Give the count of lines in the data that include "blobs", with no other words.

▶ _SOURCE DATA_
===============
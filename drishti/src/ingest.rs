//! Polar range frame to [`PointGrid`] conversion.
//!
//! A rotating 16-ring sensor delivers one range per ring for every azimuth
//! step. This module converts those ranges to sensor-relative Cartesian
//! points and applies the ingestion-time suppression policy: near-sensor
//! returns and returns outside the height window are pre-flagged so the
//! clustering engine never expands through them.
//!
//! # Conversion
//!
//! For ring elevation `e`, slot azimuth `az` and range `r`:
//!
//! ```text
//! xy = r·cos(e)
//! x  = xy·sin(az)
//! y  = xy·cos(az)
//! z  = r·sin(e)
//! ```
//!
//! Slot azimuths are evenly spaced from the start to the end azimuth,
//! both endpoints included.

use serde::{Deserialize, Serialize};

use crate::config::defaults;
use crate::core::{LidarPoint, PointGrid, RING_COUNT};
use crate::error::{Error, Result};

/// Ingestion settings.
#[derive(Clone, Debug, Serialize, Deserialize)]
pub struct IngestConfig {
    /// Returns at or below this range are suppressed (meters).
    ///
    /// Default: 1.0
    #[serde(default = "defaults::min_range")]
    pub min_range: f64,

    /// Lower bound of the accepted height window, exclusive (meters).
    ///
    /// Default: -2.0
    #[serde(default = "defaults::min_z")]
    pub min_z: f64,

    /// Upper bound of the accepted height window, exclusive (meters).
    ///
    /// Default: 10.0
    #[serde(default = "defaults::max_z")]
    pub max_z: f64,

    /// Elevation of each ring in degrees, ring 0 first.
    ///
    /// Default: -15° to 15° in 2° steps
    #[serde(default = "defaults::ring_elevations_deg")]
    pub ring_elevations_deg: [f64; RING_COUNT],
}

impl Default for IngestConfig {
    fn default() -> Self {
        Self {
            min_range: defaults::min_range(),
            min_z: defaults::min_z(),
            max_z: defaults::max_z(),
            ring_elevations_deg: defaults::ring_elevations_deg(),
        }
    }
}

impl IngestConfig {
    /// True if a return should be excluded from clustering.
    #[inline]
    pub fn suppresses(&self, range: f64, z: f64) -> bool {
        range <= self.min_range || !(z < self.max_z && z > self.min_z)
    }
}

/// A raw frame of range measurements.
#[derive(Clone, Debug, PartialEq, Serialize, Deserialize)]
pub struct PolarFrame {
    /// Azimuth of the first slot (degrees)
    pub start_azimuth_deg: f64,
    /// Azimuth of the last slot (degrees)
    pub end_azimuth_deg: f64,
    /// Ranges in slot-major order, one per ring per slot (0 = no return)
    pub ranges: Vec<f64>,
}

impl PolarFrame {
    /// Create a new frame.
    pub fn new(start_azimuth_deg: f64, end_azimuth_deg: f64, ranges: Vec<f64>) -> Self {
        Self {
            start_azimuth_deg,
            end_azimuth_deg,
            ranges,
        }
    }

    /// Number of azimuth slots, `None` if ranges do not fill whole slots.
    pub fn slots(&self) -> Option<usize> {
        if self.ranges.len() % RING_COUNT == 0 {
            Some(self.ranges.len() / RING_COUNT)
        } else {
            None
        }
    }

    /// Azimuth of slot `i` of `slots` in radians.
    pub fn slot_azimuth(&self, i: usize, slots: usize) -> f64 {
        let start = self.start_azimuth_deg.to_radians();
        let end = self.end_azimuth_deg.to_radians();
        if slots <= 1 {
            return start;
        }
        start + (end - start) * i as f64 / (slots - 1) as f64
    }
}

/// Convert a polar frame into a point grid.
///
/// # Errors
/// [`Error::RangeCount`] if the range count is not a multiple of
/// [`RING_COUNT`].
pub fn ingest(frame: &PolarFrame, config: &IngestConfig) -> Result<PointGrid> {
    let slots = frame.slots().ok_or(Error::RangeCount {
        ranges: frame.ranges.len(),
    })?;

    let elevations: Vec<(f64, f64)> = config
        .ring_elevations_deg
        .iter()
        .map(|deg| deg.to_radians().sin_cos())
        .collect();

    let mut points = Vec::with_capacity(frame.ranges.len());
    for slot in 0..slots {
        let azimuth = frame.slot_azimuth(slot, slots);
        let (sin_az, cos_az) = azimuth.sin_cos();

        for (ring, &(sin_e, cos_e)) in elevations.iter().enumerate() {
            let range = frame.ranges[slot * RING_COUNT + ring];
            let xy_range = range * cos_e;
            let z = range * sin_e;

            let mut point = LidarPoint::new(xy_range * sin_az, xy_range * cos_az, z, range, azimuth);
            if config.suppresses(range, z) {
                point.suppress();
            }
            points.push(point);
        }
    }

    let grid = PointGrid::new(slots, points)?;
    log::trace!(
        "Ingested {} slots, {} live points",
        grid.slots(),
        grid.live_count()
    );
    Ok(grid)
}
===============
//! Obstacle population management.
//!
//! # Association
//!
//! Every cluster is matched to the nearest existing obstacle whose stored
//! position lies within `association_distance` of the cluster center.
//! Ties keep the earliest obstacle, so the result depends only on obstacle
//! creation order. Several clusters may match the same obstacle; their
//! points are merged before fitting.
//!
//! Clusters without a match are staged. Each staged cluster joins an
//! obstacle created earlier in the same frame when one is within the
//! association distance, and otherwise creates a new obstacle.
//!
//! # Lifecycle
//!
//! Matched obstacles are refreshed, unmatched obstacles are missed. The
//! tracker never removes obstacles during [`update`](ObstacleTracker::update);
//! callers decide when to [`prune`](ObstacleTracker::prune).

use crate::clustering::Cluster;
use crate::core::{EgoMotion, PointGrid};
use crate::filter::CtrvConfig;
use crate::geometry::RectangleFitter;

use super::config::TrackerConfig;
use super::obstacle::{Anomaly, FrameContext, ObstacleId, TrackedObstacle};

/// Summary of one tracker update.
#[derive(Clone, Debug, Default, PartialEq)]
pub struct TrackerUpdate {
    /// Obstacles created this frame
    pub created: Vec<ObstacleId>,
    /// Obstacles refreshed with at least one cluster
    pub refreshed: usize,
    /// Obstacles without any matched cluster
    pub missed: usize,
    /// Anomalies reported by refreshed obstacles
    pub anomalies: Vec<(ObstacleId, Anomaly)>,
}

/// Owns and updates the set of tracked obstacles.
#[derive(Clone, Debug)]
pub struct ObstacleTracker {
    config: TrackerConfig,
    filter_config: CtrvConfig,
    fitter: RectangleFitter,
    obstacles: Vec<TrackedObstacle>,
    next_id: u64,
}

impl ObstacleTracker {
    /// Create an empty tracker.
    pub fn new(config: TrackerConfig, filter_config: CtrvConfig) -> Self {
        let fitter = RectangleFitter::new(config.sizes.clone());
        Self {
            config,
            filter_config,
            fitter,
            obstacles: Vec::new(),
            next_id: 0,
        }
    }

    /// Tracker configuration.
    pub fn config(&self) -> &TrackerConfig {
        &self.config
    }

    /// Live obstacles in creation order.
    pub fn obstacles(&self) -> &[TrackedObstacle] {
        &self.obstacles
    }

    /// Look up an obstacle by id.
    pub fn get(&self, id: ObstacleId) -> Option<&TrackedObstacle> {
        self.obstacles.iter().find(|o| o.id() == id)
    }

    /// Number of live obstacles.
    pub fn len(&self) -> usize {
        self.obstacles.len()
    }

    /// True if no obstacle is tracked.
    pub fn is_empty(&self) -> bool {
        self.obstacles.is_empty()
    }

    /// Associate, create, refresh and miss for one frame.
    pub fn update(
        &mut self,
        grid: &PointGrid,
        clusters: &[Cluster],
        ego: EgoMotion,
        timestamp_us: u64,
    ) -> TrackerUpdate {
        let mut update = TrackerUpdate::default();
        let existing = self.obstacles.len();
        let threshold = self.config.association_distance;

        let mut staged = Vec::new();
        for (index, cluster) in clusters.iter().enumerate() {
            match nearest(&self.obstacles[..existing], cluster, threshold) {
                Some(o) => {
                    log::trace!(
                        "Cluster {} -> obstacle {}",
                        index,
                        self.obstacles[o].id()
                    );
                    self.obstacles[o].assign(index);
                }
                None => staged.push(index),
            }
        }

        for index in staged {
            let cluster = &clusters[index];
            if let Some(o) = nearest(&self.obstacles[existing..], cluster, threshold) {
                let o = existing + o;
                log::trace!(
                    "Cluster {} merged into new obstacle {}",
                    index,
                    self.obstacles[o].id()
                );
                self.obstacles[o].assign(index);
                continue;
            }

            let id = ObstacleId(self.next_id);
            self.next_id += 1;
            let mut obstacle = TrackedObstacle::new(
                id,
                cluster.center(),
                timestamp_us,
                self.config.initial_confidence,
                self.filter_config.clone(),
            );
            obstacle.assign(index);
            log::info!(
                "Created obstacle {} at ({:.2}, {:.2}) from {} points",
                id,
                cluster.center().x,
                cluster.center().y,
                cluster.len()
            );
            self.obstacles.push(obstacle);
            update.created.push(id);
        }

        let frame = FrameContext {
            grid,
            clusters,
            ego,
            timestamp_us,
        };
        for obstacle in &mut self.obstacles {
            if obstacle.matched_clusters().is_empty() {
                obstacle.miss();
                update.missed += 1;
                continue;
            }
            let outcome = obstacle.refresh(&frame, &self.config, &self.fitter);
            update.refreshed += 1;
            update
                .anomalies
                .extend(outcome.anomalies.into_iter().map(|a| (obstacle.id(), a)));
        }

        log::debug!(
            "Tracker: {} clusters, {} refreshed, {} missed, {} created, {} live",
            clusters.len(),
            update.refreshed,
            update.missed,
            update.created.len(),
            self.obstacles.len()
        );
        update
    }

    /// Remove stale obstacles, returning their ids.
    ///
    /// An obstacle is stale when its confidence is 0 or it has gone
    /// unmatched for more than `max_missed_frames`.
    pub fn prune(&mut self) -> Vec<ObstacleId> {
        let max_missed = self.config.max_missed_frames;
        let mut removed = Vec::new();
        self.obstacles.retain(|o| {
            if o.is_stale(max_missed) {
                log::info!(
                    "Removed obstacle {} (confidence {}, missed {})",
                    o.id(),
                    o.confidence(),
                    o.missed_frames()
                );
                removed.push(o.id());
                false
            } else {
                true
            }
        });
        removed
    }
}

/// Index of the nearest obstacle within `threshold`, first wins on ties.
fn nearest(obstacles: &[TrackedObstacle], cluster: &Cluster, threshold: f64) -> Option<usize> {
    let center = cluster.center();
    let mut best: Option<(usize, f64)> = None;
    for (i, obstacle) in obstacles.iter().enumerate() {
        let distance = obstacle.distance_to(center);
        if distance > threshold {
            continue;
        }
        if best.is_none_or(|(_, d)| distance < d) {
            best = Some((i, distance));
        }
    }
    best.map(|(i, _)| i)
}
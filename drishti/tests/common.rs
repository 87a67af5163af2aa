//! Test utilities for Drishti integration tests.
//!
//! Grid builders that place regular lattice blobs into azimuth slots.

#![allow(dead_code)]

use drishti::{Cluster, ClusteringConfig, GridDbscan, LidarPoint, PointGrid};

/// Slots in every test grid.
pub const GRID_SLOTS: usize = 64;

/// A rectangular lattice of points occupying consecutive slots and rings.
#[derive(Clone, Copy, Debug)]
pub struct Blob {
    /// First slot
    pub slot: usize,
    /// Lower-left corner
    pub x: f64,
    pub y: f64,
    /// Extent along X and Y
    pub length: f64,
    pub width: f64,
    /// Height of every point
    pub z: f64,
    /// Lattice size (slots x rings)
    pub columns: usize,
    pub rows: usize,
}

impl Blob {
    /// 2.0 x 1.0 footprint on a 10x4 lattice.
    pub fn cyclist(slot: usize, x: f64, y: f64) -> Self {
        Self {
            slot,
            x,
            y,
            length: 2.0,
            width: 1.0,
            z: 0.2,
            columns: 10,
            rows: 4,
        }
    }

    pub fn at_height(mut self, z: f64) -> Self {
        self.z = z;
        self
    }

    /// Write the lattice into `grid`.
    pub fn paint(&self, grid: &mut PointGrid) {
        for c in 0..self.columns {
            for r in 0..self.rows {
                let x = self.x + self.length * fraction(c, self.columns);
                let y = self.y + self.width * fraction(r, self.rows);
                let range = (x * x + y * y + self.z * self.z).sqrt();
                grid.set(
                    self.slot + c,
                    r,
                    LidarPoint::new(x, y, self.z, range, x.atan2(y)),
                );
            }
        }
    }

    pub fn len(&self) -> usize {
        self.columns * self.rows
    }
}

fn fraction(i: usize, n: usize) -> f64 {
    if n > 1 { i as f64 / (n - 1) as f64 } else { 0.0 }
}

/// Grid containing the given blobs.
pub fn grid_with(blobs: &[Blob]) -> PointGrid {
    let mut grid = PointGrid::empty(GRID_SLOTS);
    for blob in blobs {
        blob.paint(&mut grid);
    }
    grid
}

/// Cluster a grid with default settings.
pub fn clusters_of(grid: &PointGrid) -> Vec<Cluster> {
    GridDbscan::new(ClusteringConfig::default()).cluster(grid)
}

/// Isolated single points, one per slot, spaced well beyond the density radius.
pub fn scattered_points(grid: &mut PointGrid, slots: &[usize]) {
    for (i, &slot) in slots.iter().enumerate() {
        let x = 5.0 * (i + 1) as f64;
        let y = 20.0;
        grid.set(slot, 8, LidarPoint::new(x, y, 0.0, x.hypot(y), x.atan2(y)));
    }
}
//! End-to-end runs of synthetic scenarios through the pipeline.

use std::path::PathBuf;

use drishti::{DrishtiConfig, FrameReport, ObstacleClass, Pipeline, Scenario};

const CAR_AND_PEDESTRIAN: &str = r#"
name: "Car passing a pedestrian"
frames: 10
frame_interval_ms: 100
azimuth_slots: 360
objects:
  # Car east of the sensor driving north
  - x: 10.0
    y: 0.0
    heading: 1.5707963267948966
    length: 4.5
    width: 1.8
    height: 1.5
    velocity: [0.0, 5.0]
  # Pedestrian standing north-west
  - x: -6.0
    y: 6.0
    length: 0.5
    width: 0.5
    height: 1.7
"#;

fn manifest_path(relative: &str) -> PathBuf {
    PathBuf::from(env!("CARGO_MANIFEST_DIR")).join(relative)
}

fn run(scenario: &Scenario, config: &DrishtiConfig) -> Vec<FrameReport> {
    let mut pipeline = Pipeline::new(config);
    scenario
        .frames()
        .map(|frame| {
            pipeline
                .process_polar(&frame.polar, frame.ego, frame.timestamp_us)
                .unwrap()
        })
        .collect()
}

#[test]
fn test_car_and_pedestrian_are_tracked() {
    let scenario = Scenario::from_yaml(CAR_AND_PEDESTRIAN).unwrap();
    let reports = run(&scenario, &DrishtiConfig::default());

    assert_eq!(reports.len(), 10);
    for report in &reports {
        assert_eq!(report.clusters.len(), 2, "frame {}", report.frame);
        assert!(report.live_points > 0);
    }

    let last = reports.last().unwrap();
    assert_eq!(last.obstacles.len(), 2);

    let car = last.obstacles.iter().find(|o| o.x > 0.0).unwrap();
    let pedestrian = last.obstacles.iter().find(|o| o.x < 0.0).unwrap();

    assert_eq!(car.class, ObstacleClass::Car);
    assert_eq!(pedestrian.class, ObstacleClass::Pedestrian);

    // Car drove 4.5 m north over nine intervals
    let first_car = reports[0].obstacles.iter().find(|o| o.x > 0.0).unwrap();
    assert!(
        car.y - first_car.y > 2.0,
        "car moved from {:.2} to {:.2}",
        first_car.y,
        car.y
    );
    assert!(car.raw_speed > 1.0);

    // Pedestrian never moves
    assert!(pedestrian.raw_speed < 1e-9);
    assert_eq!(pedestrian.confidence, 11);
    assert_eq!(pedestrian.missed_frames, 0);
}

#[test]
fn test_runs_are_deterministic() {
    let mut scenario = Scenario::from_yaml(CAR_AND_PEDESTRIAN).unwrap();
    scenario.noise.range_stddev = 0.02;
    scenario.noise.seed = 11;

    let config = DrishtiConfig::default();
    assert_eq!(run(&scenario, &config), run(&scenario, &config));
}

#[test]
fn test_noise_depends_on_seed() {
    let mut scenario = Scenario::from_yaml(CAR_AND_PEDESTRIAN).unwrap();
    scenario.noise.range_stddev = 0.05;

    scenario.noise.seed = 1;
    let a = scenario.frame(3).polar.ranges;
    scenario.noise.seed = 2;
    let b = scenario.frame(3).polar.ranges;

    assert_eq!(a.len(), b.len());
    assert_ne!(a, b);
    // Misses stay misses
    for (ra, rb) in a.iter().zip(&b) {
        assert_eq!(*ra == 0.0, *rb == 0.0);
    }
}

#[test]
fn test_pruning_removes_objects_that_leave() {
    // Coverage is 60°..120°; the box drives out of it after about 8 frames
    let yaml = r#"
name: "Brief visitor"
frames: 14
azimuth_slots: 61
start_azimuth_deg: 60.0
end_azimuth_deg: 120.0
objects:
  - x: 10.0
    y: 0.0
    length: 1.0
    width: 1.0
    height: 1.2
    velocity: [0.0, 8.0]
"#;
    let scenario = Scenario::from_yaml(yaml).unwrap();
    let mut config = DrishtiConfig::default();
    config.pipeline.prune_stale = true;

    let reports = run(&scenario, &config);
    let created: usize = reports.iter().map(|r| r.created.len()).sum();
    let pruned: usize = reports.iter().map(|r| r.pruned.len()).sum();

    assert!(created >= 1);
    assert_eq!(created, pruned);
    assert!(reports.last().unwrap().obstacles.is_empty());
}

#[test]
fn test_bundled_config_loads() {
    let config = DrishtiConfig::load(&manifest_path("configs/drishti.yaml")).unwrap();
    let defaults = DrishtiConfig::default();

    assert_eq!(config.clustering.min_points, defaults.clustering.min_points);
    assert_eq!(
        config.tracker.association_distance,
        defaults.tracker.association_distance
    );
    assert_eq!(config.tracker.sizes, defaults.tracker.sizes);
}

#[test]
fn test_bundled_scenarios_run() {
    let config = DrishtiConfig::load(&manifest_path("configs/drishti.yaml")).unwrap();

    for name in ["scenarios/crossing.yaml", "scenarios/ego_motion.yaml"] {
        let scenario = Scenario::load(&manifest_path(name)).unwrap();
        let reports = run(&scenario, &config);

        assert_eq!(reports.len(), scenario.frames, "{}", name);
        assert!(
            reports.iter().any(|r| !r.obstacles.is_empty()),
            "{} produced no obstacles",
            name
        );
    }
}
===============
▶ _TASK RESPONSE_
4